Having gone back to playing the Mega Man X games, I have discovered that I crave speed and excellent control in my games. I want to whip around faster than Sonic while doing complex jumps and precisely destroying my enemies. Once I finished the X series, I wasn’t quite sure what to play again, and that’s when I remembered my copy of Super House of Dead Ninjas. I got right back into it, hurtling through the tower at blinding speed and finding myself tripping, stumbling, and dying at the hands of the beasts that wander the halls of the game. It’s hard, it’s fast, and is something even the busiest gamer can squeeze into their schedule. It’s easily the slickest action game I played in 2013.
You must crave speed if you’re going to play it. Your whole job in the game is to get to the bottom of a demonic tower, killing or dodging anything in your path until you hit the bottom. You’re given a short time limit per life to keep you moving if you feel like playing slowly and deliberately, and when that’s up, expect to be chased by something that WILL get you motivated and running. Beyond that, your character moves really fast, attacking and jumping at a pace that feels so right it borders on compulsion. The game takes steps to make you desire more speed, but just playing the game itself makes it hard not to want to be whipping through it.

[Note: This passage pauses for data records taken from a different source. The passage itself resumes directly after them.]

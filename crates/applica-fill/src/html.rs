//! [`FormDocument`] over a parsed HTML page.
//!
//! The page is parsed once with `scraper` and flattened into an element table
//! in document order. Control state written by a fill pass is kept in an
//! overlay on top of the parsed attributes, together with the log of emitted
//! events, so callers can inspect exactly what a pass changed.

use std::collections::{BTreeMap, HashMap};

use scraper::{ElementRef, Html};
use serde::Serialize;

use crate::document::{ControlKind, ElementId, FormDocument, FormEvent, SelectOption};
use crate::error::DocumentError;

#[derive(Debug, Clone)]
struct ElementData {
    tag: String,
    attributes: Vec<(String, String)>,
    parent: Option<usize>,
    previous_sibling: Option<usize>,
    text: String,
    /// Element indices of descendant `<option>`s, select controls only.
    options: Vec<usize>,
}

impl ElementData {
    fn attribute(&self, name: &str) -> Option<&str> {
        self.attributes
            .iter()
            .find(|(key, _)| key.eq_ignore_ascii_case(name))
            .map(|(_, value)| value.as_str())
    }

    fn has_attribute(&self, name: &str) -> bool {
        self.attribute(name).is_some()
    }
}

/// An event emitted on an element during a fill pass.
#[derive(Debug, Clone, PartialEq, Eq, Serialize)]
pub struct DispatchedEvent {
    pub element: ElementId,
    pub event: FormEvent,
}

/// Current state of one form control after any writes.
#[derive(Debug, Clone, PartialEq, Eq, Serialize)]
pub struct ControlState {
    pub element: ElementId,
    pub kind: ControlKind,
    #[serde(skip_serializing_if = "Option::is_none")]
    pub name: Option<String>,
    #[serde(skip_serializing_if = "Option::is_none")]
    pub id: Option<String>,
    #[serde(skip_serializing_if = "Option::is_none")]
    pub value: Option<String>,
    #[serde(skip_serializing_if = "Option::is_none")]
    pub checked: Option<bool>,
    /// Whether a fill pass wrote to this control.
    pub touched: bool,
}

/// HTML page adapter with a write overlay.
#[derive(Debug, Clone)]
pub struct HtmlDocument {
    elements: Vec<ElementData>,
    values: BTreeMap<ElementId, String>,
    checked: BTreeMap<ElementId, bool>,
    selected: BTreeMap<ElementId, usize>,
    events: Vec<DispatchedEvent>,
}

impl HtmlDocument {
    /// Parses a full HTML document.
    pub fn parse(html: &str) -> Self {
        let parsed = Html::parse_document(html);
        Self::from_html(&parsed)
    }

    /// Flattens an already parsed page.
    pub fn from_html(html: &Html) -> Self {
        let nodes: Vec<ElementRef<'_>> = html
            .root_element()
            .descendants()
            .filter_map(ElementRef::wrap)
            .collect();
        let mut index = HashMap::with_capacity(nodes.len());
        for (idx, node) in nodes.iter().enumerate() {
            index.insert(node.id(), idx);
        }

        let elements = nodes
            .iter()
            .map(|node| {
                let element = node.value();
                let tag = element.name().to_ascii_lowercase();
                let parent = node
                    .parent()
                    .and_then(ElementRef::wrap)
                    .and_then(|p| index.get(&p.id()).copied());
                let previous_sibling = node
                    .prev_siblings()
                    .find_map(ElementRef::wrap)
                    .and_then(|s| index.get(&s.id()).copied());
                let options = if tag == "select" {
                    node.descendants()
                        .filter_map(ElementRef::wrap)
                        .filter(|d| d.value().name().eq_ignore_ascii_case("option"))
                        .filter_map(|d| index.get(&d.id()).copied())
                        .collect()
                } else {
                    Vec::new()
                };
                ElementData {
                    tag,
                    attributes: element
                        .attrs()
                        .map(|(key, value)| (key.to_string(), value.to_string()))
                        .collect(),
                    parent,
                    previous_sibling,
                    text: node.text().collect(),
                    options,
                }
            })
            .collect();

        Self {
            elements,
            values: BTreeMap::new(),
            checked: BTreeMap::new(),
            selected: BTreeMap::new(),
            events: Vec::new(),
        }
    }

    fn data(&self, element: ElementId) -> Option<&ElementData> {
        self.elements.get(element.0)
    }

    fn require(&self, element: ElementId) -> Result<&ElementData, DocumentError> {
        self.data(element)
            .ok_or(DocumentError::UnknownElement(element))
    }

    fn option_at(&self, index: usize, option: usize) -> SelectOption {
        let data = &self.elements[option];
        let text = collapse_whitespace(&data.text);
        let value = data
            .attribute("value")
            .map_or_else(|| text.clone(), str::to_string);
        SelectOption {
            index,
            value,
            text,
            disabled: data.has_attribute("disabled"),
        }
    }

    /// Events emitted so far, in order.
    pub fn events(&self) -> &[DispatchedEvent] {
        &self.events
    }

    /// Current value of a text-like control or textarea.
    pub fn value_of(&self, element: ElementId) -> Option<String> {
        if let Some(value) = self.values.get(&element) {
            return Some(value.clone());
        }
        let data = self.data(element)?;
        match data.tag.as_str() {
            "textarea" => Some(data.text.clone()),
            "input" => data.attribute("value").map(str::to_string),
            _ => None,
        }
    }

    /// Current checked state of a checkbox or radio.
    pub fn is_checked(&self, element: ElementId) -> bool {
        match self.checked.get(&element) {
            Some(checked) => *checked,
            None => self
                .data(element)
                .is_some_and(|data| data.has_attribute("checked")),
        }
    }

    /// Currently selected option of a select control.
    ///
    /// Without a write this is the first option carrying `selected`, or the
    /// first non-disabled option, as a browser would show it.
    pub fn selected_option(&self, select: ElementId) -> Option<SelectOption> {
        let options = self.options(select);
        if let Some(index) = self.selected.get(&select) {
            return options.into_iter().find(|option| option.index == *index);
        }
        let data = self.data(select)?;
        let marked = data
            .options
            .iter()
            .position(|&option| self.elements[option].has_attribute("selected"));
        match marked {
            Some(index) => options.into_iter().nth(index),
            None => options.into_iter().find(|option| !option.disabled),
        }
    }

    /// State of every form control in document order.
    pub fn control_states(&self) -> Vec<ControlState> {
        (0..self.elements.len())
            .map(ElementId)
            .filter_map(|element| {
                let kind = ControlKind::of(self, element)?;
                let touched = self.values.contains_key(&element)
                    || self.checked.contains_key(&element)
                    || self.selected.contains_key(&element);
                let (value, checked) = match kind {
                    ControlKind::Select => (
                        self.selected_option(element)
                            .map(|option| option.text),
                        None,
                    ),
                    ControlKind::Checkbox | ControlKind::Radio => {
                        (None, Some(self.is_checked(element)))
                    }
                    ControlKind::Text | ControlKind::TextArea => (self.value_of(element), None),
                };
                Some(ControlState {
                    element,
                    kind,
                    name: self.attribute(element, "name").map(str::to_string),
                    id: self.attribute(element, "id").map(str::to_string),
                    value,
                    checked,
                    touched,
                })
            })
            .collect()
    }
}

impl FormDocument for HtmlDocument {
    fn elements(&self) -> Vec<ElementId> {
        (0..self.elements.len()).map(ElementId).collect()
    }

    fn tag_name(&self, element: ElementId) -> Option<&str> {
        self.data(element).map(|data| data.tag.as_str())
    }

    fn attribute(&self, element: ElementId, name: &str) -> Option<&str> {
        self.data(element)?.attribute(name)
    }

    fn parent(&self, element: ElementId) -> Option<ElementId> {
        self.data(element)?.parent.map(ElementId)
    }

    fn previous_element_sibling(&self, element: ElementId) -> Option<ElementId> {
        self.data(element)?.previous_sibling.map(ElementId)
    }

    fn text_content(&self, element: ElementId) -> String {
        self.data(element)
            .map(|data| data.text.clone())
            .unwrap_or_default()
    }

    fn options(&self, select: ElementId) -> Vec<SelectOption> {
        let Some(data) = self.data(select) else {
            return Vec::new();
        };
        data.options
            .iter()
            .enumerate()
            .map(|(index, &option)| self.option_at(index, option))
            .collect()
    }

    fn set_value(&mut self, element: ElementId, value: &str) -> Result<(), DocumentError> {
        let data = self.require(element)?;
        if !matches!(data.tag.as_str(), "input" | "textarea") {
            return Err(DocumentError::Unsupported {
                element,
                tag: data.tag.clone(),
                operation: "value",
            });
        }
        self.values.insert(element, value.to_string());
        Ok(())
    }

    fn set_checked(&mut self, element: ElementId, checked: bool) -> Result<(), DocumentError> {
        let data = self.require(element)?;
        if data.tag != "input" {
            return Err(DocumentError::Unsupported {
                element,
                tag: data.tag.clone(),
                operation: "checked",
            });
        }
        self.checked.insert(element, checked);
        Ok(())
    }

    fn select_option(&mut self, select: ElementId, index: usize) -> Result<(), DocumentError> {
        let data = self.require(select)?;
        if data.tag != "select" {
            return Err(DocumentError::Unsupported {
                element: select,
                tag: data.tag.clone(),
                operation: "option selection",
            });
        }
        if index >= data.options.len() {
            return Err(DocumentError::OptionOutOfRange {
                element: select,
                index,
            });
        }
        self.selected.insert(select, index);
        Ok(())
    }

    fn dispatch(&mut self, element: ElementId, event: FormEvent) -> Result<(), DocumentError> {
        self.require(element)?;
        self.events.push(DispatchedEvent { element, event });
        Ok(())
    }
}

/// Option text as browsers report it: ASCII whitespace stripped and collapsed.
fn collapse_whitespace(raw: &str) -> String {
    raw.split_ascii_whitespace().collect::<Vec<_>>().join(" ")
}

Movement abilities make it easy to like the game’s pace, too. You’re given a double jump and wall clinging abilities to keep you moving around, as well as attacks like the downward stab and a jumping attack that turns you into a rolling ball of death. On top of them, there’s also a rage meter that builds with every kill, eventually turning you invincible when it’s full. The trick is that the meter steadily drains, so you have to keep moving and killing things in order to build up enough rage to trigger it. Once triggered, you can’t be hurt by anything until the meter is drained, but you can still fill it by killing enemies while in a rage. This means the game gives you the tools to move fast, the incentive to move fast and attack to build the rage meter, and then encourages you to go nuts once you’re raging so that the rage doesn’t end. With all these perks to moving quick, it is really, really hard not to.
The folks at Megadev aren’t just going to make this easy for you, though. You move and attack fast, but the quicker you’re moving, the more likely you are to run into the dozens of traps and sneaky enemies in the game. Even in dealing with basic enemies, you can attack so fast that your swings will miss or you’ll bulldoze right into an enemy you didn’t hit enough times to kill. In other areas you’ll fall so quick you won’t see the hazards below in time, or run across floors carelessly without noticing the spikes on them. As you progress you might not take the time to learn the attacks and patterns of new enemies, losing your head for failing to take in your surroundings. While you move fast and enemies can be dispatched even faster, you still always need to aware of what’s going on around you to make sure it’s safe.
On paper, this sounds like it creates a game that’s at odds with itself. You are given all these tools to be fast, but the game is full of traps that should require you to move slow. This is where the beauty of the tower comes in. It seemed like a small, pointless design decision to descend the tower instead of ascend or just play as a sidescroller, but going down means you get to see several floors below you at once. While you’re blazing along, you have several precious seconds to see what’s coming and plan for it without breaking your stride. It gives the player a brief window to build a strategy, and is likely the only reason why this mingling of speed and care works.
With the descending mechanic, it turns the player into an enemy. For me, I always wanted to be moving as fast as I could, and had to work against myself to move at a more appropriate and effective pace. I would be playing well, but then get so excited at how quick I was going that I would stop being careful and start wasting lives like crazy. The game was hard, for sure, but the almost-addictive speed makes it very easy to slip into bad play habits because you’re having so much fun moving quickly. It’s such a weird issue to enjoy a game’s movement so much that you play badly because of it, but it’s one that was at the core of Super House of Dead Ninjas‘ gameplay, and something that just makes it even more enjoyable to play.
I love picking up Super House of Dead Ninjas when I only have a few minutes to play something. Its combat and gameplay are beyond easy, something anyone could pick up and figure out within seconds. Even so, it’s a complex, challenging game that will take players a while to beat, especially if they want the true endings. For a game that typically ends within only a few minutes, there is so much depth to its randomized dungeons, neat unlocks, and high challenge that you’ll get hours and hours of gameplay out of it. For a pure, no nonsense action game, you could not do better in 2013 than Super House of Dead Ninjas.
Super House of Dead Ninjas is available for $6.99 on Steam.